Work instruction
Print the listing in full, exactly as it stands.

Input for this task
==========
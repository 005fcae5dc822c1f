//! The memory game: deck building, the match state machine and the session
//! that ties decks, score and timers together.

pub mod deck;
pub mod event;
pub mod session;
pub mod state;
pub mod timer;

pub use deck::{build_deck, shuffle};
pub use event::GameEvent;
pub use session::{Session, MATCH_POINTS};
pub use state::{ClickOutcome, GameState, IgnoreReason, Phase, ResolveOutcome};
pub use timer::{
    PendingResolution, Resolution, ResolutionQueue, FINAL_MATCH_DELAY, MATCH_DELAY,
    MISMATCH_DELAY,
};
//! End-to-end game scenarios through the public session API.

use anyhow::Result;
use std::cell::RefCell;
use std::rc::Rc;
use std::time::{Duration, Instant};

use colorspeak::game::{GameEvent, Phase, Session, MATCH_POINTS};
use colorspeak::models::Difficulty;
use colorspeak::notify::Notifier;

/// Board index of the card matching `index`.
fn partner(session: &Session, index: usize) -> usize {
    let cards = session.game().cards();
    (0..cards.len())
        .find(|&j| j != index && cards[j].color.matches(&cards[index].color))
        .expect("every colour is dealt twice")
}

/// Plays every pair, resolving each before the next.
fn play_to_win(session: &mut Session, mut now: Instant) -> (Vec<GameEvent>, Instant) {
    let mut events = Vec::new();
    for first in 0..session.game().cards().len() {
        if session.game().cards()[first].is_matched {
            continue;
        }
        let second = partner(session, first);
        events.extend(session.click_index(first, now));
        events.extend(session.click_index(second, now));
        now += Duration::from_millis(1000);
        events.extend(session.tick(now));
    }
    (events, now)
}

struct Recorder(Rc<RefCell<Vec<GameEvent>>>);

impl Notifier for Recorder {
    fn name(&self) -> &'static str {
        "recorder"
    }

    fn notify(&self, event: &GameEvent) -> Result<()> {
        self.0.borrow_mut().push(event.clone());
        Ok(())
    }
}

struct Broken;

impl Notifier for Broken {
    fn name(&self) -> &'static str {
        "broken"
    }

    fn notify(&self, _event: &GameEvent) -> Result<()> {
        anyhow::bail!("no audio device")
    }
}

#[test]
fn test_hard_game_is_won_only_after_last_pair() {
    let mut session = Session::seeded(Difficulty::Hard, 42);
    let now = Instant::now();
    assert_eq!(session.game().cards().len(), 18);

    // Every pair but the last
    let mut t = now;
    let mut found = 0;
    for first in 0..18 {
        if found == 8 {
            break;
        }
        if session.game().cards()[first].is_matched {
            continue;
        }
        let second = partner(&session, first);
        session.click_index(first, t);
        session.click_index(second, t);
        t += Duration::from_millis(1000);
        session.tick(t);
        found += 1;
        assert!(!session.is_won());
    }
    assert_eq!(session.game().pairs_found(), 8);

    let (events, _) = play_to_win(&mut session, t);
    assert!(session.is_won());
    assert_eq!(session.score(), 9 * MATCH_POINTS);
    assert_eq!(session.moves(), 9);
    assert_eq!(
        events.iter().filter(|e| **e == GameEvent::Celebrate).count(),
        1
    );
    assert!(events.contains(&GameEvent::Won {
        score: 900,
        moves: 9
    }));
}

#[test]
fn test_score_survives_restart_but_not_full_reset() {
    let mut session = Session::seeded(Difficulty::Easy, 1);
    let (_, now) = play_to_win(&mut session, Instant::now());
    assert_eq!(session.score(), 300);

    session.restart();
    assert_eq!(session.score(), 300);
    assert_eq!(session.moves(), 0);
    assert_eq!(session.phase(), Phase::Idle);

    play_to_win(&mut session, now);
    assert_eq!(session.score(), 600);

    session.full_reset();
    assert_eq!(session.score(), 0);
}

#[test]
fn test_stale_mismatch_does_not_touch_new_deck() {
    let mut session = Session::seeded(Difficulty::Easy, 9);
    let now = Instant::now();
    let other = partner(&session, 0);
    let wrong = (1..6).find(|&j| j != other).unwrap();

    session.click_index(0, now);
    session.click_index(wrong, now);
    assert_eq!(session.phase(), Phase::Locked);

    session.set_difficulty(Difficulty::Medium);
    assert_eq!(session.game().cards().len(), 12);

    session.click_index(3, now);
    let events = session.tick(now + Duration::from_secs(2));
    assert!(events.is_empty());
    assert!(session.game().cards()[3].is_flipped);
    assert_eq!(session.phase(), Phase::Revealing);
}

#[test]
fn test_selecting_current_difficulty_keeps_deck() {
    let mut session = Session::seeded(Difficulty::Medium, 5);
    let now = Instant::now();
    session.click_index(0, now);

    let events = session.set_difficulty(Difficulty::Medium);
    assert!(events.is_empty());
    assert!(session.game().cards()[0].is_flipped);
}

#[test]
fn test_notifiers_see_events_and_failures_are_contained() {
    let seen = Rc::new(RefCell::new(Vec::new()));
    let mut session = Session::seeded(Difficulty::Easy, 11);
    session.add_notifier(Box::new(Broken));
    session.add_notifier(Box::new(Recorder(Rc::clone(&seen))));

    let (events, _) = play_to_win(&mut session, Instant::now());

    assert!(session.is_won());
    assert_eq!(*seen.borrow(), events);
    assert!(seen
        .borrow()
        .iter()
        .any(|e| matches!(e, GameEvent::Matched { .. })));
}
//! Application identity strings.
//!
//! Names, directories and taglines live here so user-facing text and
//! on-disk locations stay consistent.

/// The human-readable display name of the application.
///
/// Used in:
/// - The board title
/// - Help text
/// - CLI `--version` output
pub const APP_DISPLAY_NAME: &str = "ColorSpeak";

/// The binary/executable name (lowercase, no spaces).
pub const APP_BINARY_NAME: &str = "colorspeak";

/// The directory name for application data (config, log file).
///
/// Used in platform-specific paths:
/// - Linux: `~/.config/{APP_DATA_DIR}/`
/// - macOS: `~/Library/Application Support/{APP_DATA_DIR}/`
/// - Windows: `%APPDATA%\{APP_DATA_DIR}\`
pub const APP_DATA_DIR: &str = "ColorSpeak";

/// Environment variable that overrides the config directory.
pub const CONFIG_DIR_ENV: &str = "COLORSPEAK_CONFIG_DIR";

/// Log file name inside the config directory.
pub const LOG_FILE_NAME: &str = "colorspeak.log";

/// Short description for help text.
pub const APP_DESCRIPTION: &str = "Memory-matching colour game with spoken names";

/// Subtitle under the board title.
pub const APP_TAGLINE: &str = "Match the colors. Hear their names.";

/// Title of the palette screen.
pub const PALETTE_TITLE: &str = "AI Palette Studio";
==========
Answer to this task
repository 005fcae5dc822c1f
//! The memory game: deck building, the match state machine and the session
//! that ties decks, score and timers together.

pub mod deck;
pub mod event;
pub mod session;
pub mod state;
pub mod timer;

pub use deck::{build_deck, shuffle};
pub use event::GameEvent;
pub use session::{Session, MATCH_POINTS};
pub use state::{ClickOutcome, GameState, IgnoreReason, Phase, ResolveOutcome};
pub use timer::{
    PendingResolution, Resolution, ResolutionQueue, FINAL_MATCH_DELAY, MATCH_DELAY,
    MISMATCH_DELAY,
};
//! End-to-end game scenarios through the public session API.

use anyhow::Result;
use std::cell::RefCell;
use std::rc::Rc;
use std::time::{Duration, Instant};

use colorspeak::game::{GameEvent, Phase, Session, MATCH_POINTS};
use colorspeak::models::Difficulty;
use colorspeak::notify::Notifier;

/// Board index of the card matching `index`.
fn partner(session: &Session, index: usize) -> usize {
    let cards = session.game().cards();
    (0..cards.len())
        .find(|&j| j != index && cards[j].color.matches(&cards[index].color))
        .expect("every colour is dealt twice")
}

/// Plays every pair, resolving each before the next.
fn play_to_win(session: &mut Session, mut now: Instant) -> (Vec<GameEvent>, Instant) {
    let mut events = Vec::new();
    for first in 0..session.game().cards().len() {
        if session.game().cards()[first].is_matched {
            continue;
        }
        let second = partner(session, first);
        events.extend(session.click_index(first, now));
        events.extend(session.click_index(second, now));
        now += Duration::from_millis(1000);
        events.extend(session.tick(now));
    }
    (events, now)
}

struct Recorder(Rc<RefCell<Vec<GameEvent>>>);

impl Notifier for Recorder {
    fn name(&self) -> &'static str {
        "recorder"
    }

    fn notify(&self, event: &GameEvent) -> Result<()> {
        self.0.borrow_mut().push(event.clone());
        Ok(())
    }
}

struct Broken;

impl Notifier for Broken {
    fn name(&self) -> &'static str {
        "broken"
    }

    fn notify(&self, _event: &GameEvent) -> Result<()> {
        anyhow::bail!("no audio device")
    }
}

#[test]
fn test_hard_game_is_won_only_after_last_pair() {
    let mut session = Session::seeded(Difficulty::Hard, 42);
    let now = Instant::now();
    assert_eq!(session.game().cards().len(), 18);

    // Every pair but the last
    let mut t = now;
    let mut found = 0;
    for first in 0..18 {
        if found == 8 {
            break;
        }
        if session.game().cards()[first].is_matched {
            continue;
        }
        let second = partner(&session, first);
        session.click_index(first, t);
        session.click_index(second, t);
        t += Duration::from_millis(1000);
        session.tick(t);
        found += 1;
        assert!(!session.is_won());
    }
    assert_eq!(session.game().pairs_found(), 8);

    let (events, _) = play_to_win(&mut session, t);
    assert!(session.is_won());
    assert_eq!(session.score(), 9 * MATCH_POINTS);
    assert_eq!(session.moves(), 9);
    assert_eq!(
        events.iter().filter(|e| **e == GameEvent::Celebrate).count(),
        1
    );
    assert!(events.contains(&GameEvent::Won {
        score: 900,
        moves: 9
    }));
}

#[test]
fn test_score_survives_restart_but_not_full_reset() {
    let mut session = Session::seeded(Difficulty::Easy, 1);
    let (_, now) = play_to_win(&mut session, Instant::now());
    assert_eq!(session.score(), 300);

    session.restart();
    assert_eq!(session.score(), 300);
    assert_eq!(session.moves(), 0);
    assert_eq!(session.phase(), Phase::Idle);

    play_to_win(&mut session, now);
    assert_eq!(session.score(), 600);

    session.full_reset();
    assert_eq!(session.score(), 0);
}

#[test]
fn test_stale_mismatch_does_not_touch_new_deck() {
    let mut session = Session::seeded(Difficulty::Easy, 9);
    let now = Instant::now();
    let other = partner(&session, 0);
    let wrong = (1..6).find(|&j| j != other).unwrap();

    session.click_index(0, now);
    session.click_index(wrong, now);
    assert_eq!(session.phase(), Phase::Locked);

    session.set_difficulty(Difficulty::Medium);
    assert_eq!(session.game().cards().len(), 12);

    session.click_index(3, now);
    let events = session.tick(now + Duration::from_secs(2));
    assert!(events.is_empty());
    assert!(session.game().cards()[3].is_flipped);
    assert_eq!(session.phase(), Phase::Revealing);
}

#[test]
fn test_selecting_current_difficulty_keeps_deck() {
    let mut session = Session::seeded(Difficulty::Medium, 5);
    let now = Instant::now();
    session.click_index(0, now);

    let events = session.set_difficulty(Difficulty::Medium);
    assert!(events.is_empty());
    assert!(session.game().cards()[0].is_flipped);
}

#[test]
fn test_notifiers_see_events_and_failures_are_contained() {
    let seen = Rc::new(RefCell::new(Vec::new()));
    let mut session = Session::seeded(Difficulty::Easy, 11);
    session.add_notifier(Box::new(Broken));
    session.add_notifier(Box::new(Recorder(Rc::clone(&seen))));

    let (events, _) = play_to_win(&mut session, Instant::now());

    assert!(session.is_won());
    assert_eq!(*seen.borrow(), events);
    assert!(seen
        .borrow()
        .iter()
        .any(|e| matches!(e, GameEvent::Matched { .. })));
}
//! Application identity strings.
//!
//! Names, directories and taglines live here so user-facing text and
//! on-disk locations stay consistent.

/// The human-readable display name of the application.
///
/// Used in:
/// - The board title
/// - Help text
/// - CLI `--version` output
pub const APP_DISPLAY_NAME: &str = "ColorSpeak";

/// The binary/executable name (lowercase, no spaces).
pub const APP_BINARY_NAME: &str = "colorspeak";

/// The directory name for application data (config, log file).
///
/// Used in platform-specific paths:
/// - Linux: `~/.config/{APP_DATA_DIR}/`
/// - macOS: `~/Library/Application Support/{APP_DATA_DIR}/`
/// - Windows: `%APPDATA%\{APP_DATA_DIR}\`
pub const APP_DATA_DIR: &str = "ColorSpeak";

/// Environment variable that overrides the config directory.
pub const CONFIG_DIR_ENV: &str = "COLORSPEAK_CONFIG_DIR";

/// Log file name inside the config directory.
pub const LOG_FILE_NAME: &str = "colorspeak.log";

/// Short description for help text.
pub const APP_DESCRIPTION: &str = "Memory-matching colour game with spoken names";

/// Subtitle under the board title.
pub const APP_TAGLINE: &str = "Match the colors. Hear their names.";

/// Title of the palette screen.
pub const PALETTE_TITLE: &str = "AI Palette Studio";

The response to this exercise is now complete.